Resilient and verifiable outsourced attribute-based non-interactive oblivious transfer protocol for tactical edge networks

Why battlefield data needs extra protection

Tactical edge networks connect frontline soldiers, drones, and vehicles to command centers in the middle of fast-moving missions. These links are used to send maps, sensor feeds, and intelligence reports to people who need them right now—and to no one else. Yet the radios, tablets, and small drones at the edge are weak computers, often operating in hostile territory where equipment can be captured. This paper asks a simple but pressing question: how can a soldier quickly unlock only the data they are cleared to see, without revealing to higher headquarters exactly which report they are looking at, and without trusting every intermediate device along the way?

Who is in this digital battlefield

The authors focus on a military setting where several parties interact. A central command center stores large collections of encrypted intelligence. A trusted military certificate authority hands out keys and roles. Tactical cloud nodes—such as relay drones or armored vehicles—sit between command and front line, offering extra computing power close to the action. Finally, the frontline operator carries a constrained device like a handheld radio or tablet. The challenge is to let that operator pull down one chosen record from the command center through a nearby cloud node, while ensuring three things: only properly authorized users can read the content, the helper node cannot fully decrypt if it is captured, and the command center cannot infer which specific item the soldier requested.

Why existing tools are not enough

Today’s fine-grained encryption systems can tie access rules directly to each piece of data, for example “battalion intelligence officer AND current operation X.” This is powerful but computationally heavy: decoding a single message can require many costly mathematical operations that small edge devices struggle to perform in real time.

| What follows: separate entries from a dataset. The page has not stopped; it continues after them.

// Copyright 2025 Zurich Instruments AG
// SPDX-License-Identifier: Apache-2.0

pub mod generator;
pub mod statements;

/// Physical slot on the central controller backplane.
pub type Slot = u8;
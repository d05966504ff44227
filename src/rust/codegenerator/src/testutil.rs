// Copyright 2025 Zurich Instruments AG
// SPDX-License-Identifier: Apache-2.0

//! Shared fakes for the unit tests of this crate.

use crate::codegen::Codegen;
use crate::ir::CustomInstruction;
use crate::options::CodegenOptions;
use crate::settings::{
    ControlMode, InstrumentControl, ReadoutMode, Settings, SignalDef, SignalInfo,
};
use crate::{Error, Result};

/// Settings provider without any instruments; enough for expression and
/// control-flow lowering, which never touch the instrument tables.
pub(crate) struct EmptySettings;

impl Settings for EmptySettings {
    fn instruments_size(&self) -> usize {
        0
    }
    fn instrument_control(&self, _instr_idx: usize) -> Result<InstrumentControl> {
        Err(Error::internal("no instruments configured"))
    }
    fn find_signal_definition(&self, _instr: &CustomInstruction) -> Result<SignalDef> {
        Err(Error::internal("no instruments configured"))
    }
    fn find_signal_info_for_qubit(&self, _signal_type: &str, _qubit: u32) -> Result<SignalInfo> {
        Err(Error::internal("no instruments configured"))
    }
    fn is_readout(&self, _instr: &CustomInstruction) -> bool {
        false
    }
    fn readout_mode(&self, _instr: &CustomInstruction) -> ReadoutMode {
        ReadoutMode::Plain
    }
    fn find_static_codeword_override(
        &self,
        _instr: &CustomInstruction,
        _operand_idx: usize,
    ) -> Result<Option<crate::Codeword>> {
        Ok(None)
    }
}

/// Single instrument on slot 2 with one mask-driven group.
pub(crate) struct OneInstrument;

impl Settings for OneInstrument {
    fn instruments_size(&self) -> usize {
        1
    }
    fn instrument_control(&self, _instr_idx: usize) -> Result<InstrumentControl> {
        Ok(InstrumentControl {
            name: "awg_0".into(),
            slot: 2,
            control_mode: ControlMode {
                name: "awg8-mw".into(),
                control_bits: vec![vec![5]],
                trigger_bits: vec![6],
                result_bits: vec![],
            },
            control_mode_group_cnt: 1,
            control_mode_group_size: 1,
            force_cond_gates_on: false,
            is_measurement_device: false,
        })
    }
    fn find_signal_definition(&self, _instr: &CustomInstruction) -> Result<SignalDef> {
        Err(Error::internal("unused"))
    }
    fn find_signal_info_for_qubit(&self, _signal_type: &str, _qubit: u32) -> Result<SignalInfo> {
        Err(Error::internal("unused"))
    }
    fn is_readout(&self, _instr: &CustomInstruction) -> bool {
        false
    }
    fn readout_mode(&self, _instr: &CustomInstruction) -> ReadoutMode {
        ReadoutMode::Plain
    }
    fn find_static_codeword_override(
        &self,
        _instr: &CustomInstruction,
        _operand_idx: usize,
    ) -> Result<Option<crate::Codeword>> {
        Ok(None)
    }
}

pub(crate) fn test_codegen() -> Codegen<EmptySettings> {
    Codegen::new(EmptySettings, CodegenOptions::default()).unwrap()
}

/// The emitted code as (mnemonic, operands) pairs, labels as (":", name),
/// ignoring comments and directives.
pub(crate) fn emitted_ops(code: &str) -> Vec<(String, String)> {
    code.lines()
        .filter_map(|line| {
            let trimmed = line.trim_start();
            if trimmed.is_empty() || trimmed.starts_with('#') || trimmed.starts_with('.') {
                return None;
            }
            if !line.starts_with(' ') && !line.starts_with('[') {
                // label line ("name:", possibly followed by a comment)
                let label = trimmed.split(':').next().unwrap_or("").to_string();
                return Some((":".to_string(), label));
            }
            // strip the selector column if present
            let body = if line.starts_with('[') {
                line[line.find(' ')?..].trim_start()
            } else {
                trimmed
            };
            let mut parts = body.splitn(2, ' ');
            let mnemonic = parts.next()?.to_string();
            let rest = parts.next().unwrap_or("");
            let operands = rest
                .trim_start()
                .split('#')
                .next()
                .unwrap_or("")
                .trim()
                .to_string();
            Some((mnemonic, operands))
        })
        .collect()
}
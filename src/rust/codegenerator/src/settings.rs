// Copyright 2025 Zurich Instruments AG
// SPDX-License-Identifier: Apache-2.0

//! Contract towards the hardware-description provider.
//!
//! The backend never reads the platform JSON itself; it asks a [`Settings`]
//! implementation for instruments, control modes and signal resolutions.
//! The data structures here are the provider-independent views the backend
//! consumes.

use serde::Deserialize;

use crate::ir::CustomInstruction;
use crate::{Codeword, Result, Slot};

/// Wiring schema of one instrument: which DIO bits carry codewords or
/// masks, which carry triggers, and which carry readout results.
///
/// `control_bits` holds one bit-position list per group, ordered MSB→LSB.
/// A single-entry list means the group is driven by a mask bit rather than
/// a codeword.
#[derive(Debug, Clone, Default, PartialEq, Deserialize)]
pub struct ControlMode {
    #[serde(default)]
    pub name: String,
    pub control_bits: Vec<Vec<u8>>,
    #[serde(default)]
    pub trigger_bits: Vec<u8>,
    /// Result bit per group, present on measurement devices only.
    #[serde(default)]
    pub result_bits: Vec<u8>,
}

/// Per-instrument control info, immutable for one compile.
#[derive(Debug, Clone, PartialEq)]
pub struct InstrumentControl {
    pub name: String,
    pub slot: Slot,
    pub control_mode: ControlMode,
    /// Number of groups the selected control mode drives.
    pub control_mode_group_cnt: usize,
    /// Channels per group; signal values must match this dimension.
    pub control_mode_group_size: usize,
    /// Emit conditional gates unconditionally on this instrument.
    pub force_cond_gates_on: bool,
    pub is_measurement_device: bool,
}

/// One entry of an instruction's signal vector.
#[derive(Debug, Clone, PartialEq)]
pub struct SignalSpec {
    /// Index into the instruction's quantum operand list.
    pub operand_idx: usize,
    /// Raw signal value; macros are expanded during lowering.
    pub value: serde_json::Value,
    /// Signal type, e.g. "mw", "flux" or "measure".
    pub signal_type: String,
}

/// Signal vector defined for an instruction, plus the definition path for
/// error reporting.
#[derive(Debug, Clone, PartialEq)]
pub struct SignalDef {
    pub signals: Vec<SignalSpec>,
    pub path: String,
}

/// Resolution of (signal type, qubit) to the driving instrument group.
#[derive(Debug, Clone, PartialEq)]
pub struct SignalInfo {
    pub instr_idx: usize,
    pub group: usize,
    pub ic: InstrumentControl,
}

#[derive(Debug, Clone, Copy, PartialEq, Eq)]
pub enum ReadoutMode {
    /// Result is distributed over the DSM for real-time feedback.
    Feedback,
    /// Result is retrieved offline; the sequencer takes no notice.
    Plain,
}

/// Questions the backend asks about the platform.
pub trait Settings {
    fn instruments_size(&self) -> usize;

    fn instrument_control(&self, instr_idx: usize) -> Result<InstrumentControl>;

    /// Signal vector defined for the given instruction.
    fn find_signal_definition(&self, instr: &CustomInstruction) -> Result<SignalDef>;

    /// Map a signal type and qubit to the instrument group driving it.
    fn find_signal_info_for_qubit(&self, signal_type: &str, qubit: u32) -> Result<SignalInfo>;

    fn is_readout(&self, instr: &CustomInstruction) -> bool;

    fn readout_mode(&self, instr: &CustomInstruction) -> ReadoutMode;

    /// Codeword pinned by the instruction definition, if any.
    fn find_static_codeword_override(
        &self,
        instr: &CustomInstruction,
        operand_idx: usize,
    ) -> Result<Option<Codeword>>;
}

/// Result bit feeding the DSM for the given group of a measurement device.
pub fn result_bit(ic: &InstrumentControl, group: usize) -> Result<u8> {
    ic.control_mode.result_bits.get(group).copied().ok_or_else(|| {
        crate::Error::user(format!(
            "no result bit defined for group {group} in control mode '{}' of instrument '{}'",
            ic.control_mode.name, ic.name
        ))
    })
}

Earlier research suggested offloading most of this work to a nearby server or cloud node. Other work added ways to check that the helper did the math correctly. A separate line of research looked at “oblivious transfer,” where a user retrieves one item from a database without revealing which one. However, no prior solution combined all of these needs at once: low effort for the soldier’s device, verifiable help from an untrusted node, and privacy about which record is being accessed.

A new way to ask for one secret record

The paper introduces a unified protocol called RVO-AB-NIOT that stitches these ideas together for tactical edge networks. When a command center prepares its data, it encrypts each record under attribute-based rules and wraps it in an extra key-and-tag layer. This heavy work happens offline, before anyone is under fire. When the soldier later wants record number σ, their device sends a compact query token that mathematically hides the chosen index from the command center. The command center simply forwards a pre-built bundle of encrypted records and lightweight tags to the tactical cloud node, without learning which one will be used. The cloud node learns which record to process, but only sees keys that have been mathematically “blurred” by a secret factor held solely on the soldier’s device.

How the helper can be powerful but not all-powerful

At the cloud node, most of the expensive cryptographic work takes place. Using the blurred key material and the chosen ciphertext, the node transforms the data into a partially unlocked form. Because of the blinding factor, even if an adversary captures this node and extracts all of its stored keys, it still cannot finish the decryption on its own. The node also applies an index-hiding mask, derived from the soldier’s query token, so that only the requested record will line up correctly later. It then attaches a lightweight verification tag that is bound to a hidden internal key. This tag allows the frontline device to detect any incorrect or malicious computation with just a couple of hash and message-authentication checks, avoiding extra communication rounds.

Lightweight checks on the soldier’s device

When the soldier’s device receives the response, it first verifies freshness and authenticity using the shared integrity key with the command center. Next, it uses its private blinding factor to remove the cloud node’s blur and recover the true secret key for that record. A local check compares a hash of this key to the verification tag. If anything was tampered with—or if the helper miscomputed—the check fails and the device discards the result. Only if all tests pass does the device perform a final, fast symmetric decryption to reveal the mission data. Importantly, the amount of work done online by the soldier’s device is constant: a couple of exponentiations, some hashes, a single message-authentication verification, and one symmetric decryption, regardless of how complex the access policy is.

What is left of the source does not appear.